Through the meadow on the West Mesa Loop Trail

Stonewall Peak as seen from Airplane Ridge

Stonewall Peak as seen from Airplane Ridge

West Mesa Loop (Cuyamaca Rancho State Park)

  • Location: Cuyamaca Rancho State Park, inland San Diego County.  From San Diego, take I-8 east to Highway 79.  Head north for 2.7 miles, turn left and continue another 7.3 miles on Highway 79 to the West Mesa Parking Area, on the right side of the road.  From Julian, head south on Highway 79 for 13 miles.  The parking area will be on the left side of the road.
  • Agency: Cuyamaca Rancho State Park
  • Distance: 6.7 miles
  • Elevation gain: 1,100 feet
  • Difficulty Rating: PG-13 (Distance, elevation gain)
  • Suggested time: 3.5 hours
  • Best season: September – June
  • USGS topo maps: Cuyamaca Peak
  • Recommended gear: sun hat; sunblock
  • Recommended guidebook: Afoot and Afield San Diego County
  • More information: Trip descriptions here and here; Everytrail report here; Cuyamaca Rancho State Park Yelp page here
  • Rating: 8
0:00 - Trail head on the west side of Highway 79 (click thumbnails to see the full sized versions)

0:00 – Trail head on the west side of Highway 79 (click thumbnails to see the full sized versions)

This loop explores some of the middle country on the western side of 25,000-acre Cuyamaca Rancho State Park.  In addition to some excellent mountain and valley views, the hike also showcases the recovery of the area following the fires of 2003 and 2007.  There’s also an airplane engine, but we’ll get to that later.

0:16 - Junction; start of the loop (times are approximate)

0:16 – Junction; start of the loop (times are approximate)

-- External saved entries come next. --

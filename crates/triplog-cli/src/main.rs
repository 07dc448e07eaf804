//! Triplog - freight trip recording
//!
//! A CLI tool that records trips and browses the vehicle and party
//! aggregates derived from them.

mod cli;
mod commands;
mod output;

use clap::Parser;
use cli::Cli;
use tracing_subscriber::EnvFilter;

#[tokio::main]
async fn main() {
    let cli = Cli::parse();

    let default_filter = if cli.verbose {
        "warn,triplog=debug"
    } else {
        "warn,triplog=info"
    };
    tracing_subscriber::fmt()
        .with_env_filter(
            EnvFilter::try_from_default_env().unwrap_or_else(|_| EnvFilter::new(default_filter)),
        )
        .with_writer(std::io::stderr)
        .init();

    if let Err(e) = commands::execute(cli).await {
        eprintln!("Error: {}", e);
        std::process::exit(1);
    }
}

From the parking area, cross Highway 79 and begin a steady ascent on a fire road.  You climb 350 feet in 0.6 miles before reaching a junction: the start of the loop.  You can hike it in either direction, but by going counter-clockwise, as described here, you get the majority of the climbing out of the way sooner.

0:33 - Head left on the single-track

0:33 – Head left on the single-track

Turn right and head northwest, continuing your ascent through skeleton-like oaks and pines burned in the fires.  Stonewall Peak’s distinctive triangular shape is prominent to the right.  At 1.4 miles, you leave the fire road and take a left on a single-track trail, ascending to another junction at 2.1 miles.  A tall oak provides shade, making this a nice resting spot (by this point, you’ve done about 3/4 of all of the climbing in the entire route.)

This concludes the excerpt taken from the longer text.